Historic Chisca Hotel ready for $20 million renovation

The building from where Elvis Presley's "That's All Right" was first broadcast on air is one step closer to new life.
 
The 300,000-square-foot Chisca Hotel at 272 South Main Street in the South Main Arts District is set to become the Chisca Apartments, a 160-unit complex with retail on the first floor. The building and an adjacent parking garage were sold to Main Street Apartment Partners LLC by the Church of God in Christ for $900,000 in 2012. A $20 million permit for construction was recently pulled by the partnership made up of Terry Lynch, Gail Schledwitz and Gary Prosterman.
 
The architect of record is Looney Ricks Kiss.
 
The Chisca Hotel was built in 1913, a large and imposing citadel that was never as ornate as the nearby Peabody or Gayoso hotels.
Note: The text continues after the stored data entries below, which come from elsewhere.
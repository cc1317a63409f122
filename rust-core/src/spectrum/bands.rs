//! Linear frequency bands over transform bins
//!
//! Splits [min_frequency, max_frequency) into equal-width bands in ascending
//! order (band 0 is the lowest) and reduces each band to a single magnitude.

use crate::error::ConfigError;

/// Check `0 <= min < max`, both finite
pub fn validate_frequency_range(min: f32, max: f32) -> Result<(), ConfigError> {
    if min.is_finite() && max.is_finite() && min >= 0.0 && min < max {
        Ok(())
    } else {
        Err(ConfigError::FrequencyRange { min, max })
    }
}

/// Maps bin magnitudes onto equal-width linear bands
#[derive(Debug, Clone, Copy, PartialEq)]
pub struct BandMapper {
    min_frequency: f32,
    max_frequency: f32,
    band_count: usize,
}

impl BandMapper {
    /// Split `[min_frequency, max_frequency)` into `band_count` equal bands
    ///
    /// # Arguments
    /// * `min_frequency` - Lower edge of band 0 in Hz
    /// * `max_frequency` - Upper edge of the last band in Hz
    /// * `band_count` - Number of bands, at least 1
    ///
    /// # Errors
    /// * `ZeroBands` - `band_count` is 0
    /// * `FrequencyRange` - not `0 <= min < max`
    pub fn new(
        min_frequency: f32,
        max_frequency: f32,
        band_count: usize,
    ) -> Result<Self, ConfigError> {
        if band_count == 0 {
            return Err(ConfigError::ZeroBands);
        }
        validate_frequency_range(min_frequency, max_frequency)?;

        Ok(Self {
            min_frequency,
            max_frequency,
            band_count,
        })
    }

    pub fn band_count(&self) -> usize {
        self.band_count
    }

    /// Width of every band in Hz
    pub fn band_width(&self) -> f32 {
        (self.max_frequency - self.min_frequency) / self.band_count as f32
    }

    /// Half-open span `[low, high)` of band `band` in Hz
    pub fn band_range(&self, band: usize) -> (f32, f32) {
        let width = self.band_width();
        let low = self.min_frequency + band as f32 * width;
        (low, low + width)
    }

    pub fn band_center(&self, band: usize) -> f32 {
        let (low, high) = self.band_range(band);
        0.5 * (low + high)
    }

    /// Band whose span contains `frequency`, if any
    pub fn band_for_frequency(&self, frequency: f32) -> Option<usize> {
        if frequency < self.min_frequency || frequency >= self.max_frequency {
            return None;
        }
        let band = ((frequency - self.min_frequency) / self.band_width()) as usize;
        Some(band.min(self.band_count - 1))
    }

    /// Reduce `magnitudes` (bins 0..=N/2 spaced `bin_hz` apart) into `bands`
    ///
    /// Each band takes the peak bin inside its span. A band too narrow to
    /// hold a bin interpolates linearly between the bins around its centre.
    /// Bands starting above Nyquist are 0.
    ///
    /// # Arguments
    /// * `magnitudes` - Raw bin magnitudes, DC first
    /// * `bin_hz` - Spacing between bins (`sample_rate / N`)
    /// * `bands` - Output; `min(bands.len(), band_count)` values are written
    pub fn map(&self, magnitudes: &[f32], bin_hz: f32, bands: &mut [f32]) {
        if magnitudes.is_empty() || !(bin_hz > 0.0) {
            bands.fill(0.0);
            return;
        }

        let last_bin = magnitudes.len() - 1;
        let nyquist = last_bin as f32 * bin_hz;

        for (j, out) in bands.iter_mut().enumerate().take(self.band_count) {
            let (low, high) = self.band_range(j);
            if low > nyquist {
                *out = 0.0;
                continue;
            }

            let mut k = (low / bin_hz).ceil() as usize;
            let mut peak: Option<f32> = None;
            while k <= last_bin && (k as f32 * bin_hz) < high {
                let m = magnitudes[k];
                peak = Some(peak.map_or(m, |p| p.max(m)));
                k += 1;
            }

            *out = match peak {
                Some(p) => p,
                None => interpolate(magnitudes, (0.5 * (low + high)) / bin_hz),
            };
        }
    }

    /// Power-mean magnitude of every bin whose frequency lies in
    /// `[min_frequency, max_frequency]`
    ///
    /// Squared magnitudes are averaged and the root is returned, so the
    /// result is in the same unit as the bins.
    ///
    /// # Returns
    /// Average magnitude, or 0 if no bin is in range
    pub fn average_magnitude(&self, magnitudes: &[f32], bin_hz: f32) -> f32 {
        if magnitudes.is_empty() || !(bin_hz > 0.0) {
            return 0.0;
        }

        let last_bin = magnitudes.len() - 1;
        let first = (self.min_frequency / bin_hz).ceil() as usize;

        let mut sum = 0.0f64;
        let mut count = 0usize;
        let mut k = first;
        while k <= last_bin && (k as f32 * bin_hz) <= self.max_frequency {
            let m = magnitudes[k] as f64;
            sum += m * m;
            count += 1;
            k += 1;
        }

        if count == 0 {
            0.0
        } else {
            (sum / count as f64).sqrt() as f32
        }
    }
}

/// Linear interpolation at fractional bin `position`, clamped to the last bin
fn interpolate(magnitudes: &[f32], position: f32) -> f32 {
    let last_bin = magnitudes.len() - 1;
    let k0 = (position.floor() as usize).min(last_bin);
    let k1 = (k0 + 1).min(last_bin);
    let frac = (position - k0 as f32).clamp(0.0, 1.0);
    magnitudes[k0] + (magnitudes[k1] - magnitudes[k0]) * frac
}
But what it did have was a radio broadcasting booth on the mezzanine level from which disc jockey Dewey Phillips ran his "Red, Hot and Blue" program. It was on that program that Memphis first got a hint of what was to come when Phillips sent Presley's first record over the airwaves and later conducted the singer's first on-air interview.
 
In 1971, the building was donated to COGIC by the Snowden family. It served as the church's headquarters until the 1990s, when it was vacated, and it has sat empty and decaying since. The site, with windows boarded and a chain-link fence around its perimeter, has recently been undergoing $3 million worth of cleanup and readying for redevelopment.